Über Emotionen zu sprechen ist ein wichtiger Lernprozess in der Kindheit
In jungen Jahren ist es essenziell, dass Eltern nicht nur die Gefühle ihrer Kinder zulassen, sondern auch gemeinsam mit ihnen erörtern, woher diese Emotionen kommen und was sie bewirken. Oft verlernt der Mensch genau in diesem Entwicklungsstadium, darüber zu sprechen. Auch unser Umfeld spielt in der Kindheit eine entscheidende Rolle und zeigt anhand von Reaktionen wie Schimpfen oder Maßregeln, dass es besser sein kann, Gefühle zu unterdrücken. Dies setzt sich im Bewusstsein fest. Erwachsene befürchten, für ihre negativen Gefühle als hysterisch, schwach oder unkontrolliert abgestempelt zu werden. Oder sie leiden, im Extremfall, an Traumata, ausgelöst durch persönliche Schicksalsschläge.
Zu berücksichtigen ist die Tatsache,
dass Gefühle keineswegs verschwunden sind, nur weil sie nicht offen gezeigt werden. Und, noch wichtiger: Gefühle zu unterdrücken kostet den Körper Energie. Therapeuten benutzen in diesem Zusammenhang gerne die Metapher, einen mit Luft gefüllten Ballon unter Wasser zu drücken.

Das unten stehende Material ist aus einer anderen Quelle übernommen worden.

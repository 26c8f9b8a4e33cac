//! Redundant phi removal.

use spinel_ir::{InstrKind, Metadata, Shader};

use crate::Pass;
use crate::runner::run_pass;

/// Removes phis whose incoming values, ignoring the phi itself, are all the same.
#[derive(Debug)]
pub struct RedundantPhiRemoval;

impl Pass for RedundantPhiRemoval {
    fn name(&self) -> &str {
        "redundant-phi"
    }

    fn run(&self, shader: &mut Shader) -> bool {
        run_pass(shader, Metadata::ALL, |ctx| {
            let InstrKind::Phi(srcs) = ctx.kind() else {
                return false;
            };
            let this = ctx.instr;
            let mut incoming = srcs.iter().map(|s| s.value).filter(|&v| v != this);
            let Some(first) = incoming.next() else {
                return false;
            };
            if incoming.any(|v| v != first) {
                return false;
            }
            ctx.replace_with(first);
            true
        })
    }
}

#[cfg(test)]
mod tests {
    use super::*;
    use spinel_ir::{Builder, Def, PhiSrc, Stage, Terminator, validate};

    #[test]
    fn loop_carried_phi_with_one_outside_value_is_removed() {
        let mut shader = Shader::new(Stage::Compute);
        let func = shader.entry_mut();
        let entry = func.entry;
        let header = func.add_block();
        let exit = func.add_block();
        let init = Builder::at_end(func, entry).const_u32(4);
        func.blocks[entry].terminator = Terminator::Jump(header);
        let cond = Builder::at_end(func, header).const_bool(false);
        func.blocks[header].terminator = Terminator::Branch {
            cond,
            then_block: header,
            else_block: exit,
        };
        func.blocks[exit].terminator = Terminator::Return(None);

        let mut b = Builder::at_end(func, header);
        let phi = b.phi(header, Vec::new(), Def::U32);
        let user = b.iadd(phi, phi);
        if let InstrKind::Phi(srcs) = &mut func.instrs[phi].kind {
            srcs.push(PhiSrc {
                pred: entry,
                value: init,
            });
            srcs.push(PhiSrc {
                pred: header,
                value: phi,
            });
        }
        assert_eq!(validate(&shader), Ok(()));

        assert!(RedundantPhiRemoval.run(&mut shader));
        let func = shader.entry();
        assert!(!func.instrs.contains(phi));
        assert_eq!(func.kind(user).srcs(), vec![init, init]);
        assert_eq!(validate(&shader), Ok(()));
    }
}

Es ist möglich, erfordert aber stetige Aufmerksamkeit und Anstrengung.
Natürlich kann man nicht jeder momentanen Laune ihren Lauf lassen, Gefühle ständig zu unterdrücken aber bedeutet, das Leben nicht in seiner vollen Intensität zu genießen. Das betrifft körperliche und psychische Bereiche des Lebens, auch erhebliche Einflüsse auf Partnerschaft und Sexualität sind nachgewiesen. Auf lange Sicht machen unterdrückte Gefühle tatsächlich krank: Das Immunsystem wird schwächer und wir werden anfälliger für Infekte. Darüber hinaus können unterdrückte Gefühle körperliche Stressreaktionen aller Art auslösen: erhöhter Bluthochdruck, Diabetes, Herzerkrankungen, Nierenschäden, Magenprobleme. Auf psychischer Ebene können Erkrankungen wie Depressionen, Angstzustände oder Suchterscheinungen daraus resultieren.
Bevor es zu einer chronischen somatischen oder psychischen Erkrankung kommt,
sollten wir lernen, mit unseren Gefühlen umzugehen – vor allem negative Emotionen zuzulassen. Es ist besser, die Energie für die Verarbeitung von Ursachen negativer Gefühle zu verwenden als für die Unterdrückung. Insbesondere für Wut und Zorn empfehlen Psychologen verschiedene Ansätze zur „Eigentherapie“, wie z. B. einen Spaziergang an der frischen Luft, die Ursachen und Auslöser unserer Wut aufzuschreiben und sich dadurch bewusst zu machen, sich in die Lage des Streitpartners zu versetzen oder klassisch einfach „eine Nacht drüber zu schlafen“.
Hat sich der Status der unterdrückten Gefühle bereits über einen längeren Zeitraum manifestiert,
so ist es unter Umständen nicht mehr möglich, diese aus eigener Kraft heraus zu bekämpfen. Wer sich von der Angst, Gefühle zuzulassen, bedrängt fühlt und möglicherweise auch bereits spürt, dass die eigene Gesundheit davon beeinträchtigt wird, sollte deshalb nicht zögern, seinen Hausarzt darauf anzusprechen. Dieser kann den Patienten dann in die Hände eines Fachtherapeuten überweisen, um nach erfolgreicher Therapie wieder einen gesunden Alltag zu erleben.